▼
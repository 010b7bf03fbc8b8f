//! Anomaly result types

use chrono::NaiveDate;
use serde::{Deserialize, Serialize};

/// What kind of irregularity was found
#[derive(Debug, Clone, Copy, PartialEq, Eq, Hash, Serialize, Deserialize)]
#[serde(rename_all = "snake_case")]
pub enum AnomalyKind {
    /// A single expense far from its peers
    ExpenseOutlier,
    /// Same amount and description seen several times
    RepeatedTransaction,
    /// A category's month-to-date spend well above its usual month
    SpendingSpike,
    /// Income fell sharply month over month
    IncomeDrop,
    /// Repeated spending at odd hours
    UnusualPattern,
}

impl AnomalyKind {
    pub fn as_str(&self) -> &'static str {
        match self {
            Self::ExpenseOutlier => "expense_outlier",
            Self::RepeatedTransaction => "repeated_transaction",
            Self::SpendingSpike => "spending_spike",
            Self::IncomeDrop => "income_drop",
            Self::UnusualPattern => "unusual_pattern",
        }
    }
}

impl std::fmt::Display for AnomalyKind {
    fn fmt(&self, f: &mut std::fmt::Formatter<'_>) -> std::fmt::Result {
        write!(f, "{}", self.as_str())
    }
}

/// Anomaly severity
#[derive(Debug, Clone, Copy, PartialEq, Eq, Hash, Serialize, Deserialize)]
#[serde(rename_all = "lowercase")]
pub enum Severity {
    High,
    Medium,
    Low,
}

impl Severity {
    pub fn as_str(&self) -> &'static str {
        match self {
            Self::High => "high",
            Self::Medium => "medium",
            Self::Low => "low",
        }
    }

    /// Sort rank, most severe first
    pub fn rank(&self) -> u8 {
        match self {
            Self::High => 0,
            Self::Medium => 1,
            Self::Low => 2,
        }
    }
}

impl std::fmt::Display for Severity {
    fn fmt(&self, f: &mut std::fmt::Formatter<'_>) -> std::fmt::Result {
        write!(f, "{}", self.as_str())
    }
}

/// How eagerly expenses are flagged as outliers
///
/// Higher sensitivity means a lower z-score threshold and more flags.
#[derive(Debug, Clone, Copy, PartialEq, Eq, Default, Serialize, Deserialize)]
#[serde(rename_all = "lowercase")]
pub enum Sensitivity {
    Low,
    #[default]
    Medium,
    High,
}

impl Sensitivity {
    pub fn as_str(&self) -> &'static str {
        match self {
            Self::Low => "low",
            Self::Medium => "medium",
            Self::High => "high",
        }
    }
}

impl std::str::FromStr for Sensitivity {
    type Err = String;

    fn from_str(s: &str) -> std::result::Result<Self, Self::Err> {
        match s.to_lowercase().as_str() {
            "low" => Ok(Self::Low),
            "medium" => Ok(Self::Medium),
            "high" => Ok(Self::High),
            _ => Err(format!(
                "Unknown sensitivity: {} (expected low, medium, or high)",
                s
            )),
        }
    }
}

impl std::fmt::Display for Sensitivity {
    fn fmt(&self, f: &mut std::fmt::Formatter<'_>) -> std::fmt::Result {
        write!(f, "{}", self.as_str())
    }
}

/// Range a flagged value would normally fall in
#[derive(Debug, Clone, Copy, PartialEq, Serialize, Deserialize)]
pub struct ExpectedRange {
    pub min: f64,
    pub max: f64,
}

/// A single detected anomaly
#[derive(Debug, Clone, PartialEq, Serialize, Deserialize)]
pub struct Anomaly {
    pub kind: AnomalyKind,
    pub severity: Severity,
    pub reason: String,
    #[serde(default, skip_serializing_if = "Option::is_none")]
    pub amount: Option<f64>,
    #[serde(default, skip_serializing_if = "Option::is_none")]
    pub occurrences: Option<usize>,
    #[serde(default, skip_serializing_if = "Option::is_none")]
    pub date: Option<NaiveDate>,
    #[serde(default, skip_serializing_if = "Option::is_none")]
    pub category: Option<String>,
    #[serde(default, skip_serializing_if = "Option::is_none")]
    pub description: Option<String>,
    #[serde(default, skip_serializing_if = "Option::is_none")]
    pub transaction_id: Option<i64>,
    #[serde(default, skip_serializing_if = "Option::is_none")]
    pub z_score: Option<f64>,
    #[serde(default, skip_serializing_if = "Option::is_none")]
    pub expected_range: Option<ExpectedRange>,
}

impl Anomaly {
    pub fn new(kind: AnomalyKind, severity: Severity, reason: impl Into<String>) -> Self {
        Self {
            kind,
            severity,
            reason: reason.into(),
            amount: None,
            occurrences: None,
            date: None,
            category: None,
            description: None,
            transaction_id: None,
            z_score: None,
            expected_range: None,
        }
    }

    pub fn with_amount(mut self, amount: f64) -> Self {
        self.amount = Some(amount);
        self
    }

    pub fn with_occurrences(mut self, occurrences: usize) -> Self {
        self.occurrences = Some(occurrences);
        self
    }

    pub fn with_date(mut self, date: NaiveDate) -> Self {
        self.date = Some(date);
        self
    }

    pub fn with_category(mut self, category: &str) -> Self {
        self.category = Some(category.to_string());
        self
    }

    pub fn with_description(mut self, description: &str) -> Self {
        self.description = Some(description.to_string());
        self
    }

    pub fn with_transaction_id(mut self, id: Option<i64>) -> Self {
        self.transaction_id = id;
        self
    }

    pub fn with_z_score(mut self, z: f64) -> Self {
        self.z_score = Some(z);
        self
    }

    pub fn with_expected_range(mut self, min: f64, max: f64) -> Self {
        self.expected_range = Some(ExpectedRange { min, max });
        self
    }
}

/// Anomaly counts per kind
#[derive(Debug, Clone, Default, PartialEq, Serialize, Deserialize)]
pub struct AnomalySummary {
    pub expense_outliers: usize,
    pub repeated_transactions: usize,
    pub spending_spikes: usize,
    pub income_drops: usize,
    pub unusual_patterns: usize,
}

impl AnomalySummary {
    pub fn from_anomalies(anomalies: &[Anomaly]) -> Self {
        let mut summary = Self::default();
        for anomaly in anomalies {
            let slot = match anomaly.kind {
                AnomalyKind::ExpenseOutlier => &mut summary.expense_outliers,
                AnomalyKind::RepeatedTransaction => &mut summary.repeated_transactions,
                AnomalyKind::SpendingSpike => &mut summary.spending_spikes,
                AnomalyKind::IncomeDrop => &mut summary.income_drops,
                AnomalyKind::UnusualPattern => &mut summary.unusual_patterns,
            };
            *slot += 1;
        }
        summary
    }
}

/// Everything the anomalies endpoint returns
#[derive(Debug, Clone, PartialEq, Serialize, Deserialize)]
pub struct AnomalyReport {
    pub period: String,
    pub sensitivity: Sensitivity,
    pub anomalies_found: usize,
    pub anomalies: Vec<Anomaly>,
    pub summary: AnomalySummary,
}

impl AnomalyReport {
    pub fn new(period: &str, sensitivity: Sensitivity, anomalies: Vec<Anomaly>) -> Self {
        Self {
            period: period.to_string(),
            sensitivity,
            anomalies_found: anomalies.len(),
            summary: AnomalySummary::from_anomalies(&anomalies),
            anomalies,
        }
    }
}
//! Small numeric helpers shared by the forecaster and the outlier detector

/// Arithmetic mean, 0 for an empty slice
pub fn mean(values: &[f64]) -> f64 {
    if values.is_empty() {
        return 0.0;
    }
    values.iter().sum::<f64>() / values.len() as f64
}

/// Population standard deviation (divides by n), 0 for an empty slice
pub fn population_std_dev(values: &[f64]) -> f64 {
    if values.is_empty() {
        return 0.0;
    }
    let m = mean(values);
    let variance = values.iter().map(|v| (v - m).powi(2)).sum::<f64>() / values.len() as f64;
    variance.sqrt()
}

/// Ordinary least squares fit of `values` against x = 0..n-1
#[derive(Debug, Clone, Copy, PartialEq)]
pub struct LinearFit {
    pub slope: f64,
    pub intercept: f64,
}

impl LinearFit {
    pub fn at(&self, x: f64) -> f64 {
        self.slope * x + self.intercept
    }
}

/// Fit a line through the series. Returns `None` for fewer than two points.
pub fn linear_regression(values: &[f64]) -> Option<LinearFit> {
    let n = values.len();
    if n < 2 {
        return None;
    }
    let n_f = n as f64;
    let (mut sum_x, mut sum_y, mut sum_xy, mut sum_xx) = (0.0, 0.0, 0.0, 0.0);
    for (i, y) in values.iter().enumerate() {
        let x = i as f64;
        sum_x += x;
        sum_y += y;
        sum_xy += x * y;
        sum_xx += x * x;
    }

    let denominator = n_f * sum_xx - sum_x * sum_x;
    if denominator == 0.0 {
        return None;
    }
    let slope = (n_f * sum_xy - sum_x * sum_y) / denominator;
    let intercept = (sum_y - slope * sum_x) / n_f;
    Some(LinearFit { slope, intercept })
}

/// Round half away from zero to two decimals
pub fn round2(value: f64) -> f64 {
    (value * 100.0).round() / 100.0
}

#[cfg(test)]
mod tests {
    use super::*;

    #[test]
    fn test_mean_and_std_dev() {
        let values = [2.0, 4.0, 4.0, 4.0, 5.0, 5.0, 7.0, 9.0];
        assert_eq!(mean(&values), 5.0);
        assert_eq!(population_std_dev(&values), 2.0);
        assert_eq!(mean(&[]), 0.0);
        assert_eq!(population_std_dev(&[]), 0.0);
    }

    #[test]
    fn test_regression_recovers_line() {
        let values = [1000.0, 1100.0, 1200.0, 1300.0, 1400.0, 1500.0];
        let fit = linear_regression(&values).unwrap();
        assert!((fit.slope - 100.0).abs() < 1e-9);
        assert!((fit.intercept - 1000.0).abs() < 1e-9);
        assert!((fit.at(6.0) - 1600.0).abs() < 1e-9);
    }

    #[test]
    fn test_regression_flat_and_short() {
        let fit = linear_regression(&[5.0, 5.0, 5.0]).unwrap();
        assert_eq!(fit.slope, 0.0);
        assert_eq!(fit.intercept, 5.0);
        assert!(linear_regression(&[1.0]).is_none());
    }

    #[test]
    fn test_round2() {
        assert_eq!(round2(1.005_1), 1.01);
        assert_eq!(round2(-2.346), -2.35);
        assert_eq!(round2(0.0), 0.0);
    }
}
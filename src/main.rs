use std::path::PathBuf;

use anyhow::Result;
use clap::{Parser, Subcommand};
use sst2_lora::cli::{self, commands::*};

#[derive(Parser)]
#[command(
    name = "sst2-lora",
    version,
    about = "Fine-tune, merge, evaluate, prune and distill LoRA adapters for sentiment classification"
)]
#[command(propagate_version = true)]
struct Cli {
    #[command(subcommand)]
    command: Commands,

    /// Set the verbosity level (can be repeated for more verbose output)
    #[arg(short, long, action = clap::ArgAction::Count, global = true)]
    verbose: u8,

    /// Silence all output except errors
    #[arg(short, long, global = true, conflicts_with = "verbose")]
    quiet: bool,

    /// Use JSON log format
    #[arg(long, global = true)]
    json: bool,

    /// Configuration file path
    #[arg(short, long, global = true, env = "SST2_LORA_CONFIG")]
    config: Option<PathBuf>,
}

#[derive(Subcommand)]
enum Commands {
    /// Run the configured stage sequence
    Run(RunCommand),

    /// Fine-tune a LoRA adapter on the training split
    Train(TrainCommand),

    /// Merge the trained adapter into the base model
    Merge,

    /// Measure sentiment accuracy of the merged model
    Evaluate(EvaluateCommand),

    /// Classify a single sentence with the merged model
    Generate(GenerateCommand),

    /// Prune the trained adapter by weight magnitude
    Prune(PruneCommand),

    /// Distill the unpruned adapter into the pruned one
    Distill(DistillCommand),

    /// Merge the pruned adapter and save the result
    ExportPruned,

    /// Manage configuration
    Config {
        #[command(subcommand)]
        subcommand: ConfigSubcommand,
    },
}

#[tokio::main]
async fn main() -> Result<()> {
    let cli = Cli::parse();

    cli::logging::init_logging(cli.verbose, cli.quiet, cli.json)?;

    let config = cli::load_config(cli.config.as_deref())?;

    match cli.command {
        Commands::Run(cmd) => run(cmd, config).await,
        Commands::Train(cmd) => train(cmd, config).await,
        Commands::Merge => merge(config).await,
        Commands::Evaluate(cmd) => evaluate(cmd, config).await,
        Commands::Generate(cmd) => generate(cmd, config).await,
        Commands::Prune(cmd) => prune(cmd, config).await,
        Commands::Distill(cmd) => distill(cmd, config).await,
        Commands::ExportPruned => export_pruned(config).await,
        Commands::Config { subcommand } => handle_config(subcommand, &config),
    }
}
▲
* ASSIGNMENT *
From the listing above, repeat exactly the lines starting at the line that includes "let mut summary = Self::default();" and ending at the line that includes "let m = mean(values);", with nothing outside that span.

* TASK RESPONSE *
        let mut summary = Self::default();
        for anomaly in anomalies {
            let slot = match anomaly.kind {
                AnomalyKind::ExpenseOutlier => &mut summary.expense_outliers,
                AnomalyKind::RepeatedTransaction => &mut summary.repeated_transactions,
                AnomalyKind::SpendingSpike => &mut summary.spending_spikes,
                AnomalyKind::IncomeDrop => &mut summary.income_drops,
                AnomalyKind::UnusualPattern => &mut summary.unusual_patterns,
            };
            *slot += 1;
        }
        summary
    }
}

/// Everything the anomalies endpoint returns
#[derive(Debug, Clone, PartialEq, Serialize, Deserialize)]
pub struct AnomalyReport {
    pub period: String,
    pub sensitivity: Sensitivity,
    pub anomalies_found: usize,
    pub anomalies: Vec<Anomaly>,
    pub summary: AnomalySummary,
}

impl AnomalyReport {
    pub fn new(period: &str, sensitivity: Sensitivity, anomalies: Vec<Anomaly>) -> Self {
        Self {
            period: period.to_string(),
            sensitivity,
            anomalies_found: anomalies.len(),
            summary: AnomalySummary::from_anomalies(&anomalies),
            anomalies,
        }
    }
}
//! Small numeric helpers shared by the forecaster and the outlier detector

/// Arithmetic mean, 0 for an empty slice
pub fn mean(values: &[f64]) -> f64 {
    if values.is_empty() {
        return 0.0;
    }
    values.iter().sum::<f64>() / values.len() as f64
}

/// Population standard deviation (divides by n), 0 for an empty slice
pub fn population_std_dev(values: &[f64]) -> f64 {
    if values.is_empty() {
        return 0.0;
    }
    let m = mean(values);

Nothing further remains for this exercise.